Stroke often leads to permanent impairment in motor function. Accurate and quantitative prognosis of potential motor recovery before rehabilitation intervention can help healthcare centers improve resources organization and enable individualized intervention. The context of this paper investigated the potential of using electroencephalography (EEG) functional connectivity (FC) measures as biomarkers for assessing and prognosing improvement of Fugl-Meyer Assessment in upper extremity motor function ( ∆FMU) among participants with chronic stroke. EEG data from resting and motor imagery task were recorded from 13 participants with chronic stroke. Three functional connectivity methods, which were Pearson correlation measure (PCM), weighted Phase Lag Index (wPLI) and phase synchronization index (PSI), were investigated, under three regions of interest (inter-hemispheric, intra-hemispheric, and whole-brain), in two statues (resting and motor imagery), with 15 refined center frequencies. We applied correlation analysis to identify the optimal center frequencies and pairs of synchronized channels that were consistently associated with ∆FMU . Predictive models were generated using regression analysis algorithms based on optimized center frequencies and channel pairs identified from the proposed analysis method, with leave-one-out cross-validation. We found that PSI in the Alpha band (with center frequency of 9Hz) was the most sensitive FC measures for prognosing motor recovery. Strong and significant correlations were identified between the predictions and actual ∆FMU scores both in the resting state ( [Formula: see text], [Formula: see text], N=13) and motor imagery ( [Formula: see text], [Formula: see text], N=13). Our results suggested that EEG connectivity measured with PSI in resting state could be a promising biomarker for quantifying motor recovery before motor rehabilitation intervention.
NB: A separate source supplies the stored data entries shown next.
//! EC2 ingestion: instances, security groups, ingress rules, and group
//! membership.
//!
//! Listings are per region. A region the credential cannot read is treated
//! as empty rather than failing the account, since organizations routinely
//! deny unused regions with SCPs.

use std::collections::BTreeSet;

use serde::Deserialize;
use serde_json::{Map, Value};
use tracing::info;

use strata_core::config::CleanupBehavior;
use strata_core::params::JobParameters;
use strata_core::StrataResult;
use strata_graph::{
    load_nodes, load_relationships, record_module_sync_metadata, CleanupSpec, GraphClient,
    GraphJob, GraphStatement, NodeSpec, RelEndpoints, RelSpec,
};

use crate::aws::{SCOPE_LABEL, SCOPE_PARAM};
use crate::records::parse_records;
use crate::source::{regional_records, AwsSource};

const INSTANCE_LABEL: &str = "EC2Instance";
const SG_LABEL: &str = "EC2SecurityGroup";
const RULE_LABEL: &str = "IpPermissionInbound";
const RANGE_LABEL: &str = "IpRange";
const MEMBERSHIP_REL: &str = "MEMBER_OF_EC2_SECURITY_GROUP";
const RANGE_REL: &str = "MEMBER_OF_IP_RULE";

#[derive(Debug, Clone, Deserialize)]
pub struct InstanceRecord {
    pub id: String,
    #[serde(default)]
    pub state: Option<String>,
    #[serde(default)]
    pub instance_type: Option<String>,
    #[serde(default)]
    pub public_ip_address: Option<String>,
    #[serde(default)]
    pub private_ip_address: Option<String>,
    #[serde(default)]
    pub security_group_ids: Vec<String>,
}

#[derive(Debug, Clone, Deserialize)]
pub struct SecurityGroupRecord {
    pub id: String,
    #[serde(default)]
    pub name: Option<String>,
    #[serde(default)]
    pub description: Option<String>,
    #[serde(default)]
    pub ingress_rules: Vec<IngressRuleRecord>,
}

/// One inbound permission on a security group, with the CIDR ranges it
/// grants access to.
#[derive(Debug, Clone, Deserialize)]
pub struct IngressRuleRecord {
    #[serde(default)]
    pub protocol: Option<String>,
    #[serde(default)]
    pub from_port: Option<i64>,
    #[serde(default)]
    pub to_port: Option<i64>,
    #[serde(default)]
    pub ranges: Vec<String>,
}

fn transform_instance(instance: &InstanceRecord, region: &str) -> Map<String, Value> {
    let mut record = Map::new();
    record.insert("id".to_string(), Value::from(instance.id.clone()));
    record.insert("region".to_string(), Value::from(region));
    if let Some(state) = &instance.state {
        record.insert("state".to_string(), Value::from(state.clone()));
    }
    if let Some(instance_type) = &instance.instance_type {
        record.insert("instancetype".to_string(), Value::from(instance_type.clone()));
    }
    if let Some(public_ip) = &instance.public_ip_address {
        record.insert("publicipaddress".to_string(), Value::from(public_ip.clone()));
    }
    if let Some(private_ip) = &instance.private_ip_address {
        record.insert("privateipaddress".to_string(), Value::from(private_ip.clone()));
    }
    record
}

fn transform_security_group(group: &SecurityGroupRecord, region: &str) -> Map<String, Value> {
    let mut record = Map::new();
    record.insert("id".to_string(), Value::from(group.id.clone()));
    record.insert("region".to_string(), Value::from(region));
    if let Some(name) = &group.name {
        record.insert("name".to_string(), Value::from(name.clone()));
    }
    if let Some(description) = &group.description {
        record.insert("description".to_string(), Value::from(description.clone()));
    }
    record
}

fn membership_pairs(instances: &[(InstanceRecord, String)]) -> Vec<RelEndpoints> {
    instances
        .iter()
        .flat_map(|(instance, _)| {
            instance.security_group_ids.iter().map(|sg_id| RelEndpoints {
                from_id: instance.id.clone(),
                to_id: sg_id.clone(),
            })
        })
        .collect()
}

/// Deterministic identity for one inbound rule, so re-runs update in place.
fn rule_id(sg_id: &str, rule: &IngressRuleRecord) -> String {
    let protocol = rule.protocol.as_deref().unwrap_or("all");
    let from = rule.from_port.map_or_else(|| "any".to_string(), |p| p.to_string());
    let to = rule.to_port.map_or_else(|| "any".to_string(), |p| p.to_string());
    format!("{sg_id}/inbound/{from}/{to}/{protocol}")
}

#[derive(Debug, Default)]
struct IngressGraph {
    rules: Vec<Map<String, Value>>,
    ranges: Vec<Map<String, Value>>,
    /// rule -> security group
    rule_memberships: Vec<RelEndpoints>,
    /// CIDR range -> rule
    range_memberships: Vec<RelEndpoints>,
}

fn transform_ingress(groups: &[SecurityGroupRecord]) -> IngressGraph {
    let mut ingress = IngressGraph::default();
    let mut seen_ranges: BTreeSet<String> = BTreeSet::new();

    for group in groups {
        for rule in &group.ingress_rules {
            let id = rule_id(&group.id, rule);
            let mut record = Map::new();
            record.insert("id".to_string(), Value::from(id.clone()));
            record.insert("groupid".to_string(), Value::from(group.id.clone()));
            if let Some(protocol) = &rule.protocol {
                record.insert("protocol".to_string(), Value::from(protocol.clone()));
            }
            if let Some(port) = rule.from_port {
                record.insert("fromport".to_string(), Value::from(port));
            }
            if let Some(port) = rule.to_port {
                record.insert("toport".to_string(), Value::from(port));
            }
            ingress.rules.push(record);
            ingress.rule_memberships.push(RelEndpoints {
                from_id: id.clone(),
                to_id: group.id.clone(),
            });

            for cidr in &rule.ranges {
                // Ranges are shared nodes keyed by CIDR; one node per CIDR
                // no matter how many rules reference it.
                if seen_ranges.insert(cidr.clone()) {
                    let mut range = Map::new();
                    range.insert("id".to_string(), Value::from(cidr.clone()));
                    range.insert("range".to_string(), Value::from(cidr.clone()));
                    ingress.ranges.push(range);
                }
                ingress.range_memberships.push(RelEndpoints {
                    from_id: cidr.clone(),
                    to_id: id.clone(),
                });
            }
        }
    }
    ingress
}

pub async fn sync(
    client: &GraphClient,
    source: &dyn AwsSource,
    account_id: &str,
    regions: &[String],
    params: &JobParameters,
    behavior: CleanupBehavior,
) -> StrataResult<()> {
    let update_tag = params.update_tag();

    let mut instances: Vec<(InstanceRecord, String)> = Vec::new();
    let mut instance_records: Vec<Map<String, Value>> = Vec::new();
    let mut groups: Vec<SecurityGroupRecord> = Vec::new();
    let mut sg_records: Vec<Map<String, Value>> = Vec::new();

    for region in regions {
        let raw = regional_records(
            source.ec2_instances(account_id, region).await,
            "ec2_instances",
            region,
        )?;
        for instance in parse_records::<InstanceRecord>(raw, "ec2_instances") {
            instance_records.push(transform_instance(&instance, region));
            instances.push((instance, region.clone()));
        }

        let raw = regional_records(
            source.ec2_security_groups(account_id, region).await,
            "ec2_security_groups",
            region,
        )?;
        for group in parse_records::<SecurityGroupRecord>(raw, "ec2_security_groups") {
            sg_records.push(transform_security_group(&group, region));
            groups.push(group);
        }
    }

    // Groups first so membership edges find both endpoints.
    let sg_spec = NodeSpec::new(SG_LABEL, SCOPE_LABEL, SCOPE_PARAM);
    load_nodes(client, &sg_spec, &sg_records, account_id, update_tag).await?;

    let instance_spec = NodeSpec::new(INSTANCE_LABEL, SCOPE_LABEL, SCOPE_PARAM);
    load_nodes(client, &instance_spec, &instance_records, account_id, update_tag).await?;

    let rel_spec = RelSpec::new(INSTANCE_LABEL, SG_LABEL, MEMBERSHIP_REL);
    let pairs = membership_pairs(&instances);
    load_relationships(client, &rel_spec, &pairs, update_tag).await?;

    // Ingress rules and their CIDR ranges feed internet-exposure analysis.
    let ingress = transform_ingress(&groups);
    let rule_spec = NodeSpec::new(RULE_LABEL, SCOPE_LABEL, SCOPE_PARAM);
    load_nodes(client, &rule_spec, &ingress.rules, account_id, update_tag).await?;
    let range_spec = NodeSpec::new(RANGE_LABEL, SCOPE_LABEL, SCOPE_PARAM);
    load_nodes(client, &range_spec, &ingress.ranges, account_id, update_tag).await?;

    let rule_rel = RelSpec::new(RULE_LABEL, SG_LABEL, MEMBERSHIP_REL);
    load_relationships(client, &rule_rel, &ingress.rule_memberships, update_tag).await?;
    let range_rel = RelSpec::new(RANGE_LABEL, RULE_LABEL, RANGE_REL);
    load_relationships(client, &range_rel, &ingress.range_memberships, update_tag).await?;

    info!(
        account = account_id,
        instances = instance_records.len(),
        security_groups = sg_records.len(),
        ingress_rules = ingress.rules.len(),
        memberships = pairs.len(),
        "Loaded EC2 inventory"
    );

    cleanup(client, params, behavior).await?;

    record_module_sync_metadata(client, SCOPE_LABEL, account_id, INSTANCE_LABEL, update_tag)
        .await?;
    record_module_sync_metadata(client, SCOPE_LABEL, account_id, SG_LABEL, update_tag).await?;
    record_module_sync_metadata(client, SCOPE_LABEL, account_id, RULE_LABEL, update_tag).await
}

async fn cleanup(
    client: &GraphClient,
    params: &JobParameters,
    behavior: CleanupBehavior,
) -> StrataResult<()> {
    // Stale edges between surviving nodes go first; the node cleanups then
    // detach-delete anything stale outright. The membership statement covers
    // both instance->group and rule->group edges.
    let membership_cleanup = GraphStatement::iterative(
        format!(
            "MATCH ()-[r:{MEMBERSHIP_REL}]->(:{SG_LABEL})\
             <-[:RESOURCE]-(:{SCOPE_LABEL}{{id: ${SCOPE_PARAM}}}) \
             WHERE r.lastupdated <> $UPDATE_TAG \
             WITH r LIMIT $LIMIT_SIZE \
             DELETE r \
             RETURN COUNT(*) as TotalCompleted"
        ),
        1000,
    );
    let range_cleanup = GraphStatement::iterative(
        format!(
            "MATCH (:{RANGE_LABEL})-[r:{RANGE_REL}]->(:{RULE_LABEL})\
             <-[:RESOURCE]-(:{SCOPE_LABEL}{{id: ${SCOPE_PARAM}}}) \
             WHERE r.lastupdated <> $UPDATE_TAG \
             WITH r LIMIT $LIMIT_SIZE \
             DELETE r \
             RETURN COUNT(*) as TotalCompleted"
        ),
        1000,
    );
    let mut job = GraphJob::new(
        "cleanup EC2 group membership and ingress edges",
        vec![membership_cleanup, range_cleanup],
    );
    job.merge_parameters(params);
    job.run(client, behavior).await?;

    for label in [INSTANCE_LABEL, SG_LABEL, RULE_LABEL, RANGE_LABEL] {
        let mut job = CleanupSpec::new(label, "RESOURCE", SCOPE_LABEL, SCOPE_PARAM).build_job()?;
        job.merge_parameters(params);
        job.run(client, behavior).await?;
    }
    Ok(())
}

#[cfg(test)]
mod tests {
    use super::*;
    use serde_json::json;

    #[test]
    fn instance_transform_flattens_and_tags_region() {
        let instance: InstanceRecord = serde_json::from_value(json!({
            "id": "i-0abc",
            "state": "running",
            "instance_type": "m5.large",
            "public_ip_address": "203.0.113.7",
            "security_group_ids": ["sg-1", "sg-2"]
        }))
        .unwrap();
        let record = transform_instance(&instance, "us-east-1");
        assert_eq!(record["id"], json!("i-0abc"));
        assert_eq!(record["region"], json!("us-east-1"));
        assert_eq!(record["publicipaddress"], json!("203.0.113.7"));
        // Membership travels as edges, not as a node property.
        assert!(!record.contains_key("security_group_ids"));
    }

    #[test]
    fn membership_pairs_expand_per_group() {
        let instance: InstanceRecord = serde_json::from_value(json!({
            "id": "i-0abc",
            "security_group_ids": ["sg-1", "sg-2"]
        }))
        .unwrap();
        let pairs = membership_pairs(&[(instance, "us-east-1".to_string())]);
        assert_eq!(pairs.len(), 2);
        assert!(pairs.iter().all(|p| p.from_id == "i-0abc"));
        assert_eq!(pairs[1].to_id, "sg-2");
    }

    #[test]
    fn instances_without_groups_produce_no_pairs() {
        let instance: InstanceRecord = serde_json::from_value(json!({"id": "i-1"})).unwrap();
        assert!(membership_pairs(&[(instance, "eu-west-1".to_string())]).is_empty());
    }

    #[test]
    fn ingress_rules_expand_into_rule_and_range_nodes() {
        let group: SecurityGroupRecord = serde_json::from_value(json!({
            "id": "sg-1",
            "name": "web",
            "ingress_rules": [
                {"protocol": "tcp", "from_port": 443, "to_port": 443, "ranges": ["0.0.0.0/0"]}
            ]
        }))
        .unwrap();
        let ingress = transform_ingress(&[group]);

        assert_eq!(ingress.rules.len(), 1);
        assert_eq!(ingress.rules[0]["id"], json!("sg-1/inbound/443/443/tcp"));
        assert_eq!(ingress.rules[0]["groupid"], json!("sg-1"));
        assert_eq!(ingress.ranges[0]["id"], json!("0.0.0.0/0"));

        assert_eq!(ingress.rule_memberships[0].from_id, "sg-1/inbound/443/443/tcp");
        assert_eq!(ingress.rule_memberships[0].to_id, "sg-1");
        assert_eq!(ingress.range_memberships[0].from_id, "0.0.0.0/0");
        assert_eq!(ingress.range_memberships[0].to_id, "sg-1/inbound/443/443/tcp");
    }

    #[test]
    fn shared_cidrs_collapse_to_one_range_node() {
        let groups: Vec<SecurityGroupRecord> = serde_json::from_value(json!([
            {"id": "sg-1", "ingress_rules": [{"protocol": "tcp", "from_port": 22, "to_port": 22, "ranges": ["0.0.0.0/0"]}]},
            {"id": "sg-2", "ingress_rules": [{"protocol": "tcp", "from_port": 443, "to_port": 443, "ranges": ["0.0.0.0/0"]}]}
        ]))
        .unwrap();
        let ingress = transform_ingress(&groups);
        assert_eq!(ingress.ranges.len(), 1);
        assert_eq!(ingress.range_memberships.len(), 2);
    }

    #[test]
    fn portless_rules_get_a_stable_identity() {
        let rule: IngressRuleRecord =
            serde_json::from_value(json!({"ranges": ["10.0.0.0/8"]})).unwrap();
        assert_eq!(rule_id("sg-9", &rule), "sg-9/inbound/any/any/all");
    }
}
中风常导致运动功能永久受损。在康复干预前准确、定量地预测潜在的运动恢复情况,有助于医疗中心改善资源组织,并实现个体化干预。本文研究了使用脑电图(EEG)功能连接(FC)测量作为评估和预测慢性中风患者上肢运动功能(∆FMU)的 Fugl-Meyer 评估改善的生物标志物的潜力。从 13 名慢性中风患者中记录了静息和运动想象任务的 EEG 数据。研究了三种功能连接方法,即 Pearson 相关系数测量(PCM)、加权相位滞后指数(wPLI)和相位同步指数(PSI),在三个感兴趣区域(半球间、半球内和全脑)、两种状态(静息和运动想象)下,使用 15 个细化的中心频率。我们应用相关分析来确定与 ∆FMU 始终相关的最佳中心频率和同步通道对。使用回归分析算法基于从提出的分析方法中确定的优化中心频率和通道对生成预测模型,采用留一法交叉验证。我们发现,在 Alpha 波段(中心频率为 9Hz)的 PSI 是预测运动恢复的最敏感 FC 测量方法。在静息状态下([公式:见文本],[公式:见文本],N=13)和运动想象状态下([公式:见文本],[公式:见文本],N=13),预测值与实际 ∆FMU 得分之间均存在强烈且显著的相关性。我们的结果表明,静息状态下 PSI 测量的 EEG 连接性可能是量化运动康复前的一种很有前途的生物标志物,可用于运动康复干预前。